The University of Missouri-Kansas City’s William K. Black also worries about the impact that investor-owned housing will have on neighborhoods as a whole. He suggests that groups like Blackstone may try to lower their property taxes by reducing the appraisal values for the homes they own — which could drain city coffers. “That’s a big hit in particular areas where they’re buying thousands of homes,” says Black. “You can imagine what that’s going to do to the budget, for things like school districts.”
This scenario is already playing out in Huber Heights, Ohio, where the hedge fund Magnetar Capital, LLC bought up a third of all rental properties, then proceeded to apply for the “largest reduction in residential property taxes in the county’s history,” according to Bloomberg. The local school board is fighting to block the reassessment, which could slash up to $800,000 from the education budget.
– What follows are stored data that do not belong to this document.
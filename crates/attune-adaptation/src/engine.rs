use std::sync::Arc;

use attune_core::GuildId;
use attune_store::types::{AdaptationEvent, AdaptationStatus};
use attune_store::StateStore;
use chrono::{Duration, Utc};
use dashmap::DashMap;
use tokio::sync::watch;
use tracing::{info, warn};
use uuid::Uuid;

use crate::error::{AdaptationError, Result};
use crate::rules::delta_for_signal;

/// Signal → trait-delta rule engine with per-guild cooldowns and a
/// background expiry sweep (§4.5). Holds no DB connection of its own —
/// all persistence goes through `attune-store`.
pub struct AdaptationEngine {
    store: Arc<StateStore>,
    cooldowns: DashMap<GuildId, chrono::DateTime<Utc>>,
    cooldown_secs: i64,
    event_ttl_secs: i64,
}

impl AdaptationEngine {
    pub fn new(store: Arc<StateStore>, cooldown_secs: u64, event_ttl_secs: u64) -> Self {
        Self {
            store,
            cooldowns: DashMap::new(),
            cooldown_secs: cooldown_secs as i64,
            event_ttl_secs: event_ttl_secs as i64,
        }
    }

    /// Apply `signal`'s rule-table delta to `guild`, subject to the
    /// per-guild cooldown. Returns `false` if still cooling down.
    pub fn adapt(
        &self,
        guild: GuildId,
        signal: &str,
        payload: serde_json::Value,
        reason: Option<String>,
    ) -> Result<bool> {
        let delta = delta_for_signal(signal)
            .ok_or_else(|| AdaptationError::UnknownSignal(signal.to_string()))?;

        let now = Utc::now();
        if let Some(last) = self.cooldowns.get(&guild) {
            if now - *last < Duration::seconds(self.cooldown_secs) {
                return Ok(false);
            }
        }

        let event = AdaptationEvent {
            id: Uuid::new_v4().to_string(),
            guild_id: guild,
            signal: signal.to_string(),
            payload,
            delta_profile: delta,
            applied_at: now.to_rfc3339(),
            expires_at: Some((now + Duration::seconds(self.event_ttl_secs)).to_rfc3339()),
            status: AdaptationStatus::Active,
            priority: 50,
            reason,
            applied_by: attune_core::AUTO_ADAPT.to_string(),
        };
        self.store.insert_adaptation(&event)?;
        self.cooldowns.insert(guild, now);
        info!(guild = %guild, %signal, "adaptation applied");
        Ok(true)
    }

    pub fn cancel(&self, event_id: &str, moderator: attune_core::UserId) -> Result<()> {
        self.store
            .mark_adaptation_status(event_id, AdaptationStatus::Cancelled)?;
        info!(event_id, moderator = %moderator, "adaptation cancelled");
        Ok(())
    }

    pub fn active_for_guild(&self, guild: GuildId) -> Result<Vec<AdaptationEvent>> {
        Ok(self.store.list_active_adaptations(guild)?)
    }

    fn sweep(&self) {
        let now = Utc::now().to_rfc3339();
        match self.store.expire_adaptations(&now) {
            Ok(n) if n > 0 => info!(count = n, "adaptation events expired"),
            Ok(_) => {}
            Err(e) => warn!("adaptation expiry sweep failed: {e}"),
        }
    }

    /// 60s expiry sweep (§5), selecting between its tick and shutdown.
    pub async fn run(self: Arc<Self>, mut shutdown: watch::Receiver<bool>) {
        info!("adaptation engine sweep started");
        let mut interval = tokio::time::interval(std::time::Duration::from_secs(60));
        loop {
            tokio::select! {
                _ = interval.tick() => self.sweep(),
                _ = shutdown.changed() => {
                    if *shutdown.borrow() {
                        info!("adaptation engine sweep shutting down");
                        break;
                    }
                }
            }
        }
    }
}

#[cfg(test)]
mod tests {
    use super::*;

    fn engine() -> AdaptationEngine {
        AdaptationEngine::new(Arc::new(StateStore::open_in_memory().unwrap()), 300, 1800)
    }

    #[test]
    fn adapt_inserts_active_event() {
        let e = engine();
        let applied = e
            .adapt(GuildId::new(1), "spam_spike", serde_json::json!({}), None)
            .unwrap();
        assert!(applied);
        assert_eq!(e.active_for_guild(GuildId::new(1)).unwrap().len(), 1);
    }

    #[test]
    fn cooldown_blocks_second_adapt() {
        let e = engine();
        assert!(e
            .adapt(GuildId::new(1), "spam_spike", serde_json::json!({}), None)
            .unwrap());
        assert!(!e
            .adapt(GuildId::new(1), "raid_detected", serde_json::json!({}), None)
            .unwrap());
    }

    #[test]
    fn unknown_signal_errors() {
        let e = engine();
        assert!(e
            .adapt(GuildId::new(1), "nonexistent", serde_json::json!({}), None)
            .is_err());
    }

    #[test]
    fn cancel_marks_cancelled() {
        let e = engine();
        e.adapt(GuildId::new(1), "spam_spike", serde_json::json!({}), None)
            .unwrap();
        let event_id = e.active_for_guild(GuildId::new(1)).unwrap()[0].id.clone();
        e.cancel(&event_id, attune_core::UserId::new(1)).unwrap();
        assert_eq!(e.active_for_guild(GuildId::new(1)).unwrap().len(), 0);
    }
}
use std::collections::VecDeque;

/// Per-`(user, guild)` rolling state the detectors need that isn't worth a
/// StateStore round-trip on every message: recent timestamps, recent
/// message bodies, and an EMA of message length (§4.4 `bot_abuse`).
#[derive(Debug, Clone, Default)]
pub struct UserActivity {
    pub recent_timestamps: VecDeque<f64>,
    pub recent_messages: VecDeque<String>,
    pub avg_length: f64,
    pub message_count: u64,
}

const RECENT_CAP: usize = 20;

impl UserActivity {
    pub fn record(&mut self, timestamp: f64, content: &str) {
        self.recent_timestamps.push_back(timestamp);
        if self.recent_timestamps.len() > RECENT_CAP {
            self.recent_timestamps.pop_front();
        }
        self.recent_messages.push_back(content.to_string());
        if self.recent_messages.len() > RECENT_CAP {
            self.recent_messages.pop_front();
        }

        let len = content.chars().count() as f64;
        self.message_count += 1;
        if self.message_count == 1 {
            self.avg_length = len;
        } else {
            // Same smoothing factor the original engagement scorer uses for
            // `avg_message_length`.
            self.avg_length = self.avg_length * 0.9 + len * 0.1;
        }
    }

    pub fn messages_within(&self, now: f64, window_secs: f64) -> usize {
        self.recent_timestamps
            .iter()
            .filter(|&&t| now - t <= window_secs)
            .count()
    }

    pub fn identical_count(&self, content: &str, limit_window: usize) -> usize {
        self.recent_messages
            .iter()
            .rev()
            .take(limit_window)
            .filter(|m| m.as_str() == content)
            .count()
    }
}

#[cfg(test)]
mod tests {
    use super::*;

    #[test]
    fn messages_within_counts_recent_only() {
        let mut a = UserActivity::default();
        a.record(100.0, "hi");
        a.record(101.0, "hi");
        a.record(200.0, "hi");
        assert_eq!(a.messages_within(201.0, 30.0), 1);
        assert_eq!(a.messages_within(201.0, 150.0), 3);
    }

    #[test]
    fn identical_count_matches_exact_repeats() {
        let mut a = UserActivity::default();
        a.record(1.0, "spam");
        a.record(2.0, "spam");
        a.record(3.0, "spam");
        assert_eq!(a.identical_count("spam", RECENT_CAP), 3);
        assert_eq!(a.identical_count("other", RECENT_CAP), 0);
    }

    #[test]
    fn avg_length_tracks_ema() {
        let mut a = UserActivity::default();
        a.record(1.0, "1234567890");
        assert!((a.avg_length - 10.0).abs() < 1e-9);
        a.record(2.0, "");
        assert!(a.avg_length < 10.0);
    }
}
Black notes that the function Blackstone is performing, of rehabbing homes and making them available again, could also be performed by government agencies or community organizations. By relying on Blackstone to lead communities to “recovery,” Black says, the potential is there for investors to accrue too much influence: “Will their economic power begin to translate to political power through cronyism?” he asks.
For these reasons, activists believe that a fight against Blackstone could be the next front in the battle for heart of the city.
“This is a game-changer,” says Call. “These companies are offering their solution, which consolidates private ownership into the hands of Wall Street. … This is a real opportunity for community groups to act and provide an alternative.”